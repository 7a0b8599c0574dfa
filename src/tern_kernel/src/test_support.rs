//! Test harness: a mock port and per-test kernel instances
//!
//! Each test invokes [`define_test_kernel!`] inside its own function body,
//! which instantiates a fresh system type with its own kernel state. The mock
//! port doesn't perform real context switching: the test function *is* the
//! running thread. `yield_cpu` instead drains a queue of simulated interrupt
//! actions (tick announcements, ISR-side posts, signal generation) and then
//! runs the scheduler, so genuine block-until-woken scenarios execute on the
//! host: the test thread blocks, a queued "interrupt" wakes it, and the wait
//! loop observes the wakeup.
//!
//! Threads other than the test thread are inert control blocks. Tests put
//! them into wait lists through the wait module's test hooks and observe
//! scheduling decisions through the kernel state.
use core::fmt;

use crate::{
    utils::Init, KernelTraits, PortToKernel, Priority, SchedulingPolicy, SignalsReceiverCb,
    StackStorage, ThreadAttr, ThreadCb, ThreadStack,
};

/// The mock port's per-thread state. The harness never saves real contexts,
/// so this is empty.
pub(crate) struct TestThreadState;

impl Init for TestThreadState {
    const INIT: Self = Self;
}

impl fmt::Debug for TestThreadState {
    fn fmt(&self, f: &mut fmt::Formatter) -> fmt::Result {
        f.write_str("TestThreadState")
    }
}

/// The queue of simulated interrupt actions, drained at every preemption
/// point.
pub(crate) type InterruptActions = std::sync::Mutex<Vec<fn()>>;

/// The mock port's `yield_cpu`: fire the simulated interrupts, then
/// dispatch.
pub(crate) fn process_yield<Traits: KernelTraits>(actions: &InterruptActions) {
    // Simulated interrupts fire at the preemption point, with CPU Lock
    // inactive, exactly like hardware interrupts would
    loop {
        let action = {
            let mut actions = actions.lock().unwrap();
            if actions.is_empty() {
                None
            } else {
                Some(actions.remove(0))
            }
        };
        match action {
            Some(action) => action(),
            None => break,
        }
    }

    // Safety: `yield_cpu`'s precondition is CPU Lock inactive
    unsafe {
        Traits::enter_cpu_lock();
        <Traits as PortToKernel>::choose_running_thread();
        Traits::leave_cpu_lock();
    }
}

/// Create a thread control block with leaked `'static` storage.
pub(crate) fn leak_thread<Traits: KernelTraits>(
    priority: Priority,
    policy: SchedulingPolicy,
) -> &'static ThreadCb<Traits> {
    leak_thread_with_receiver(priority, policy, None)
}

pub(crate) fn leak_thread_with_receiver<Traits: KernelTraits>(
    priority: Priority,
    policy: SchedulingPolicy,
    signals_receiver: Option<&'static SignalsReceiverCb<Traits>>,
) -> &'static ThreadCb<Traits> {
    let stack: &'static StackStorage<256> = Box::leak(Box::new(StackStorage::new()));
    let attr = Box::leak(Box::new(ThreadAttr {
        entry_point: |_| {},
        entry_param: 0,
        stack: ThreadStack::new(stack),
        priority,
        policy,
        signals_receiver,
    }));
    Box::leak(Box::new(ThreadCb::new(attr)))
}

/// Start `thread` and elect it as the running thread, adopting the test
/// function's own execution as that thread's context.
///
/// The thread must have the highest priority of all started threads.
pub(crate) fn adopt_main<Traits: KernelTraits>(thread: &'static ThreadCb<Traits>) {
    thread.start().unwrap();

    // Safety: Mirrors what the port does in `boot`
    unsafe {
        Traits::enter_cpu_lock();
        <Traits as PortToKernel>::choose_running_thread();
        Traits::leave_cpu_lock();
    }

    assert!(core::ptr::eq(
        crate::current_thread::<Traits>().unwrap(),
        thread
    ));
}

pub(crate) fn init_logger() {
    let _ = env_logger::builder().is_test(true).try_init();
}

/// Instantiate a fresh system type with its own kernel state and mock port.
///
/// The expansion provides these inherent associated functions:
///
///  - `$Traits::queue_interrupt(f)` - enqueue a simulated interrupt action to
///    fire at the next preemption point
///  - `$Traits::run_interrupts()` - fire all queued actions immediately
///    (including function-execution requests made by the signal subsystem)
///  - `$Traits::tick()` - announce one tick, as the port's timebase driver
///    would
macro_rules! define_test_kernel {
    ($Traits:ident) => {
        struct $Traits;

        static KERNEL_STATE: $crate::State<$Traits> =
            <$crate::State<$Traits> as $crate::utils::Init>::INIT;
        static CPU_LOCK: std::sync::atomic::AtomicBool = std::sync::atomic::AtomicBool::new(false);
        static INTERRUPT_ACTIONS: $crate::test_support::InterruptActions =
            std::sync::Mutex::new(Vec::new());

        unsafe impl $crate::PortThreading for $Traits {
            type PortThreadState = $crate::test_support::TestThreadState;

            unsafe fn dispatch_first_thread() -> ! {
                unreachable!("the test harness never dispatches for real")
            }

            unsafe fn yield_cpu() {
                $crate::test_support::process_yield::<$Traits>(&INTERRUPT_ACTIONS);
            }

            unsafe fn exit_and_dispatch(_thread: &'static $crate::ThreadCb<Self>) -> ! {
                panic!("thread exited");
            }

            unsafe fn enter_cpu_lock() {
                let was_active = CPU_LOCK.swap(true, std::sync::atomic::Ordering::SeqCst);
                assert!(!was_active, "CPU Lock is already active");
            }

            unsafe fn leave_cpu_lock() {
                let was_active = CPU_LOCK.swap(false, std::sync::atomic::Ordering::SeqCst);
                assert!(was_active, "CPU Lock is not active");
            }

            unsafe fn initialize_thread_state(_thread: &'static $crate::ThreadCb<Self>) {}

            unsafe fn request_function_execution(
                _thread: &'static $crate::ThreadCb<Self>,
                func: fn(),
            ) {
                INTERRUPT_ACTIONS.lock().unwrap().push(func);
            }

            fn is_cpu_lock_active() -> bool {
                CPU_LOCK.load(std::sync::atomic::Ordering::SeqCst)
            }

            fn is_thread_context() -> bool {
                true
            }
        }

        unsafe impl $crate::KernelCfg for $Traits {
            type TimeoutHeap = arrayvec::ArrayVec<$crate::TimeoutRef<$Traits>, 16>;

            fn state() -> &'static $crate::State<$Traits> {
                &KERNEL_STATE
            }
        }

        impl $Traits {
            #[allow(dead_code)]
            fn queue_interrupt(action: fn()) {
                INTERRUPT_ACTIONS.lock().unwrap().push(action);
            }

            #[allow(dead_code)]
            fn run_interrupts() {
                loop {
                    let action = {
                        let mut actions = INTERRUPT_ACTIONS.lock().unwrap();
                        if actions.is_empty() {
                            None
                        } else {
                            Some(actions.remove(0))
                        }
                    };
                    match action {
                        Some(action) => action(),
                        None => break,
                    }
                }
            }

            #[allow(dead_code)]
            fn tick() {
                // Safety: Mirrors the port's timebase driver
                unsafe { <$Traits as $crate::PortToKernel>::timer_tick() }
            }
        }
    };
}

WHAT IS EXPECTED -
Nothing but the exact lines from the start of the material through the line holding "process_yield<Traits: KernelTraits>(actions: &InterruptActions)", both included, belongs in the answer.

EXERCISE RESPONSE -
repository 7a0b8599c0574dfa
filename src/tern_kernel/src/test_support.rs
//! Test harness: a mock port and per-test kernel instances
//!
//! Each test invokes [`define_test_kernel!`] inside its own function body,
//! which instantiates a fresh system type with its own kernel state. The mock
//! port doesn't perform real context switching: the test function *is* the
//! running thread. `yield_cpu` instead drains a queue of simulated interrupt
//! actions (tick announcements, ISR-side posts, signal generation) and then
//! runs the scheduler, so genuine block-until-woken scenarios execute on the
//! host: the test thread blocks, a queued "interrupt" wakes it, and the wait
//! loop observes the wakeup.
//!
//! Threads other than the test thread are inert control blocks. Tests put
//! them into wait lists through the wait module's test hooks and observe
//! scheduling decisions through the kernel state.
use core::fmt;

use crate::{
    utils::Init, KernelTraits, PortToKernel, Priority, SchedulingPolicy, SignalsReceiverCb,
    StackStorage, ThreadAttr, ThreadCb, ThreadStack,
};

/// The mock port's per-thread state. The harness never saves real contexts,
/// so this is empty.
pub(crate) struct TestThreadState;

impl Init for TestThreadState {
    const INIT: Self = Self;
}

impl fmt::Debug for TestThreadState {
    fn fmt(&self, f: &mut fmt::Formatter) -> fmt::Result {
        f.write_str("TestThreadState")
    }
}

/// The queue of simulated interrupt actions, drained at every preemption
/// point.
pub(crate) type InterruptActions = std::sync::Mutex<Vec<fn()>>;

/// The mock port's `yield_cpu`: fire the simulated interrupts, then
/// dispatch.
pub(crate) fn process_yield<Traits: KernelTraits>(actions: &InterruptActions) {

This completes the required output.